## ASSIGNED TASK
In the entries that follow, find the word "Some" and report each line it is on.

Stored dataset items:
-=-=-=-=-

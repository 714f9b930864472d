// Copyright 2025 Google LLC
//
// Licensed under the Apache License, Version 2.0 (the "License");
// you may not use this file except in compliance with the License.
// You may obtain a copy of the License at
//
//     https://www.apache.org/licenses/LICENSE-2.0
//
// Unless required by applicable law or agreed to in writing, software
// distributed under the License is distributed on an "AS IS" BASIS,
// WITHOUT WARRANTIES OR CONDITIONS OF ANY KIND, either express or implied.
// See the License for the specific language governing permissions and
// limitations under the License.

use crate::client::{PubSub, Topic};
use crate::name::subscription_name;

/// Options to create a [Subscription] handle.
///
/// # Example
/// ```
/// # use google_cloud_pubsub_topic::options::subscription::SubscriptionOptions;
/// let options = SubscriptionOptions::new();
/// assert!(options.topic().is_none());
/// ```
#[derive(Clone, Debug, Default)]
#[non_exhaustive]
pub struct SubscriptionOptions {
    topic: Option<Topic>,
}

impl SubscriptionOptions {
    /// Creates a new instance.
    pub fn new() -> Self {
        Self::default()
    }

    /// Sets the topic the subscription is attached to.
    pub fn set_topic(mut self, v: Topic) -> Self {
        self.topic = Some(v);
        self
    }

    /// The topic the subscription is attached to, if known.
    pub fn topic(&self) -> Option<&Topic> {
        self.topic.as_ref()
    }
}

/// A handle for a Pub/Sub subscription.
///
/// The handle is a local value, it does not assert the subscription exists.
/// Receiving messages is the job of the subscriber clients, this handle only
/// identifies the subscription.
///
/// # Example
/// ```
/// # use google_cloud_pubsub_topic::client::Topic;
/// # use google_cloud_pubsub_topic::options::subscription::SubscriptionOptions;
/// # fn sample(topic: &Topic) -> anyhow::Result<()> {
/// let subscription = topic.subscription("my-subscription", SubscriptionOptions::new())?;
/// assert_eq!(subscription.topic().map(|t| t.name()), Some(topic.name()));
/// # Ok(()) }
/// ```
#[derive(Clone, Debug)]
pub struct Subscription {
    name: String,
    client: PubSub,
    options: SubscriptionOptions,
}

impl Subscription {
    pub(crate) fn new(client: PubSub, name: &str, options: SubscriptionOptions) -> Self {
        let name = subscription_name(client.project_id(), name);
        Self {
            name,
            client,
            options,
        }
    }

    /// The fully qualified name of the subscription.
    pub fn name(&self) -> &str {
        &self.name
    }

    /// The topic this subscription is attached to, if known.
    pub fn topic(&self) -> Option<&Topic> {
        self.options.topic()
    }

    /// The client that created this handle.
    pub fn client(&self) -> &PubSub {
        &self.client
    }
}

-=-=-=-=-

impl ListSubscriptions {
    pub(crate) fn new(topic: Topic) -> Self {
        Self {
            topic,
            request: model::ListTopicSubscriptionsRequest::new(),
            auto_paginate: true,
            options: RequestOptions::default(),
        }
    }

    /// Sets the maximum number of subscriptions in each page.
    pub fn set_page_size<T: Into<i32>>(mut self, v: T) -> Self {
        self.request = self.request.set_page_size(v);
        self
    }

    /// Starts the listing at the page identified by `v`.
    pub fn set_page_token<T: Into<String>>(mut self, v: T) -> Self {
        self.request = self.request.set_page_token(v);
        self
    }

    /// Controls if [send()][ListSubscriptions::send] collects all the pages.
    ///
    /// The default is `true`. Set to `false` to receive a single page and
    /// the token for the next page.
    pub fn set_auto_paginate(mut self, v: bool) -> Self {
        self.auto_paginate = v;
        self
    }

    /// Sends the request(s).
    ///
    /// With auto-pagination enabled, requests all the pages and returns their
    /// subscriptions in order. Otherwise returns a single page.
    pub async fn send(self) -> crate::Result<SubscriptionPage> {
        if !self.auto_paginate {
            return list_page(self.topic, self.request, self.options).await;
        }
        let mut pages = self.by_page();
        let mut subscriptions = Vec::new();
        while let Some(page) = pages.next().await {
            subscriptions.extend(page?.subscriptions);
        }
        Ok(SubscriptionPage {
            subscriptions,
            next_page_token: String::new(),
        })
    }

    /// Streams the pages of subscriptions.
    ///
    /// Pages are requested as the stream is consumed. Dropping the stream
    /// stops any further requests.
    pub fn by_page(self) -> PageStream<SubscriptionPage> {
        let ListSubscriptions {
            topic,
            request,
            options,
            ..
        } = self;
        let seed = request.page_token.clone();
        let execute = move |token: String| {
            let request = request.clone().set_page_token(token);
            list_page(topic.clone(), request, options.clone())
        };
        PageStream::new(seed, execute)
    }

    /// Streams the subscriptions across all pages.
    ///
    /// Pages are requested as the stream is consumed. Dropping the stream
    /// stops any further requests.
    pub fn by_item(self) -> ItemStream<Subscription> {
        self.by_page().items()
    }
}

-=-=-=-=-

## ANSWER SPACE
        self.topic = Some(v);
/// assert_eq!(subscription.topic().map(|t| t.name()), Some(topic.name()));
        while let Some(page) = pages.next().await {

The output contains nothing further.